_WORK INSTRUCTIONS_
Please tally the lines below that contain the word "DivergenceInfo" and reply with the total alone.
-- -- --
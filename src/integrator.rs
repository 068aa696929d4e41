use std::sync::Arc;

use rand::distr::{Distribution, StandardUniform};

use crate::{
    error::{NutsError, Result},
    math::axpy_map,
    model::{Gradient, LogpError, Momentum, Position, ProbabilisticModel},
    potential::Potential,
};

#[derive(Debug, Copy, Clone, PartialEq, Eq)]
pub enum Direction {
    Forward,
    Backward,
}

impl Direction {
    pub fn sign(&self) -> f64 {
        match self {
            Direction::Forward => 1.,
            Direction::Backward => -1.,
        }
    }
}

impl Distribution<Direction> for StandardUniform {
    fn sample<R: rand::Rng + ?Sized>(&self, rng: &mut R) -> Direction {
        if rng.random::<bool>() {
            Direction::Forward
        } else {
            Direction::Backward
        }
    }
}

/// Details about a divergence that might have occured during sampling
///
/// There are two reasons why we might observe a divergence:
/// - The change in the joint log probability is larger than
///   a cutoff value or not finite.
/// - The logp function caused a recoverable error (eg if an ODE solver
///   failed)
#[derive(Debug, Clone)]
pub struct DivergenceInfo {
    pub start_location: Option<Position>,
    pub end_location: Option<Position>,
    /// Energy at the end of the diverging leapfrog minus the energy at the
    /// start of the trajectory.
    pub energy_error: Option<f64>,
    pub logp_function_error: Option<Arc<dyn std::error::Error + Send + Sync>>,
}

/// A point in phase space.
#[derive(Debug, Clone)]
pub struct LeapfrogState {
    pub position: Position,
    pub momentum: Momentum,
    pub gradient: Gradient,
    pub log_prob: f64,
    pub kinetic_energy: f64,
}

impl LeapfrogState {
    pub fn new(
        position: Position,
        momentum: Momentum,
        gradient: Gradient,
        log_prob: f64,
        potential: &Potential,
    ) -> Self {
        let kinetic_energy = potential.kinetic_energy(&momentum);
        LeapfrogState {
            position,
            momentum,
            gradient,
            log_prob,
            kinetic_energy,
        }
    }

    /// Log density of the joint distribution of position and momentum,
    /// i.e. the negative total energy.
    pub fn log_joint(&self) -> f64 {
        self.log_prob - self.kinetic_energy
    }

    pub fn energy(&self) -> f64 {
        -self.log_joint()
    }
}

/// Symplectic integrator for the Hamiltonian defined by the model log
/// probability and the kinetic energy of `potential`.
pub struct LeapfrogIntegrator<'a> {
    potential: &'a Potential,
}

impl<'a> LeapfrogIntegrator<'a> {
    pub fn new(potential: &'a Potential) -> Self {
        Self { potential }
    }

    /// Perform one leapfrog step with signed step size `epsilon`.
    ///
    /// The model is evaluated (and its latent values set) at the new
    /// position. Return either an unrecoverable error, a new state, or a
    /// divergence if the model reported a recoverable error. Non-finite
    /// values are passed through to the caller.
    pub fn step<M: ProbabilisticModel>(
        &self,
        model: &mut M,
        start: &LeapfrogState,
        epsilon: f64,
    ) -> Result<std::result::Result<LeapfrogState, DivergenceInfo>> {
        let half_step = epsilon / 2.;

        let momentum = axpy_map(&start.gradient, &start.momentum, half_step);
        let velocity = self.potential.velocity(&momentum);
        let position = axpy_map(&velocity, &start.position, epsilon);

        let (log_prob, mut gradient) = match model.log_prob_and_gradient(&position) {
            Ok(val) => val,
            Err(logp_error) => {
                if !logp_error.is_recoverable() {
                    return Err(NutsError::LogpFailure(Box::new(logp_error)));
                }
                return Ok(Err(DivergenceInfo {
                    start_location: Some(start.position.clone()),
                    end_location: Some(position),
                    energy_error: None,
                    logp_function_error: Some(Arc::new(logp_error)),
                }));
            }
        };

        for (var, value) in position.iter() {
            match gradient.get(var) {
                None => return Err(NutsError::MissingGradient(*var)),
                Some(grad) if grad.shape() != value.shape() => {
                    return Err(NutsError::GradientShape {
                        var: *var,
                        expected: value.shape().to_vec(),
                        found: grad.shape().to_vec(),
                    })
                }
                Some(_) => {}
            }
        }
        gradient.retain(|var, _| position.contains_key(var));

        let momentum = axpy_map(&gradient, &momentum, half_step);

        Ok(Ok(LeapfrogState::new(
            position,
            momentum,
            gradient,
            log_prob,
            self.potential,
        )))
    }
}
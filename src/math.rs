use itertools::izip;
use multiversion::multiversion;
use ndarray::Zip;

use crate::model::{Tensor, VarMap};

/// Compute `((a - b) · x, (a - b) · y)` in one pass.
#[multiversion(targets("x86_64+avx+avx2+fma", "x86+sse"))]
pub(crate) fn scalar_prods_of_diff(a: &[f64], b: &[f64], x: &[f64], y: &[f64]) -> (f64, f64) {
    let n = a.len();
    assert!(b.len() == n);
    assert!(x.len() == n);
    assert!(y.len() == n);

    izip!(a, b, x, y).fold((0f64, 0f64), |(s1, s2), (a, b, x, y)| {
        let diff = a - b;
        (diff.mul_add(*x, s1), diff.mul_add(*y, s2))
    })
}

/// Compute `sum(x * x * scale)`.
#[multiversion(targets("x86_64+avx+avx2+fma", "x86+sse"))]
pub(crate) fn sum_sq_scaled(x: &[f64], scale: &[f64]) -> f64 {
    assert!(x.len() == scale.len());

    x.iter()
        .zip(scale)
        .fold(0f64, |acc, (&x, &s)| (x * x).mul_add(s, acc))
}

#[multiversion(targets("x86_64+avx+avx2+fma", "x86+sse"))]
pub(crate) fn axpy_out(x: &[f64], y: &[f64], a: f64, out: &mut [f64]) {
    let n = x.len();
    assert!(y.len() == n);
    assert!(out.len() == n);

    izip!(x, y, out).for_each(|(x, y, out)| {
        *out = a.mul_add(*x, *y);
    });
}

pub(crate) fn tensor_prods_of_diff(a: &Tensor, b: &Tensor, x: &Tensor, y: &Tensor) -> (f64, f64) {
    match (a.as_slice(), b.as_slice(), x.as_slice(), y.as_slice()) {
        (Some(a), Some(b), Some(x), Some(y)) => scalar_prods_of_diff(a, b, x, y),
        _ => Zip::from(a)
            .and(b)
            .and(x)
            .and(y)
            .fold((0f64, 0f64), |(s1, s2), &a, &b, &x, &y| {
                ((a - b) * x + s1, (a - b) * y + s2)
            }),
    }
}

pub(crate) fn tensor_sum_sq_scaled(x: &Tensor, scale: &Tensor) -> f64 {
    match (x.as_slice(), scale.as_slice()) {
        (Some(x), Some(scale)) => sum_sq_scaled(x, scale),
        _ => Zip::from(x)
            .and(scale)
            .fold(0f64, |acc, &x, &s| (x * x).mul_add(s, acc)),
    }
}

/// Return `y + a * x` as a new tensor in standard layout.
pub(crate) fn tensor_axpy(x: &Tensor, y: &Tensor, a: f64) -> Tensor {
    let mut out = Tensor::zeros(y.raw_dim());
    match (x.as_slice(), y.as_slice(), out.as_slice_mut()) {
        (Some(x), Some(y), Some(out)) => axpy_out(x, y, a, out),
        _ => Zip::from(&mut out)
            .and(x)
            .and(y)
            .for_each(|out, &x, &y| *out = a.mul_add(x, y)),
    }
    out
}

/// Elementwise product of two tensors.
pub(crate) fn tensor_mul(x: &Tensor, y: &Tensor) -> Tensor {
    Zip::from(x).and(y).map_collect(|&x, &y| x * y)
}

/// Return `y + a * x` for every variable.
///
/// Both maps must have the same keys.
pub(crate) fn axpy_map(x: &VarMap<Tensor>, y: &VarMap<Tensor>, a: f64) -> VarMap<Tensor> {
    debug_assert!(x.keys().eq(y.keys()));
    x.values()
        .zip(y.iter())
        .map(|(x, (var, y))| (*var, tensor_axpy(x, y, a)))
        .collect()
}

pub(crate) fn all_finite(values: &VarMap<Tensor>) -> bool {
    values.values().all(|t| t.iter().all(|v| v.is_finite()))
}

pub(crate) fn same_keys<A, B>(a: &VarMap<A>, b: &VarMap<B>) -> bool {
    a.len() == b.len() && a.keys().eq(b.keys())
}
-- -- --
_ANSWER TO THE EXERCISE_
3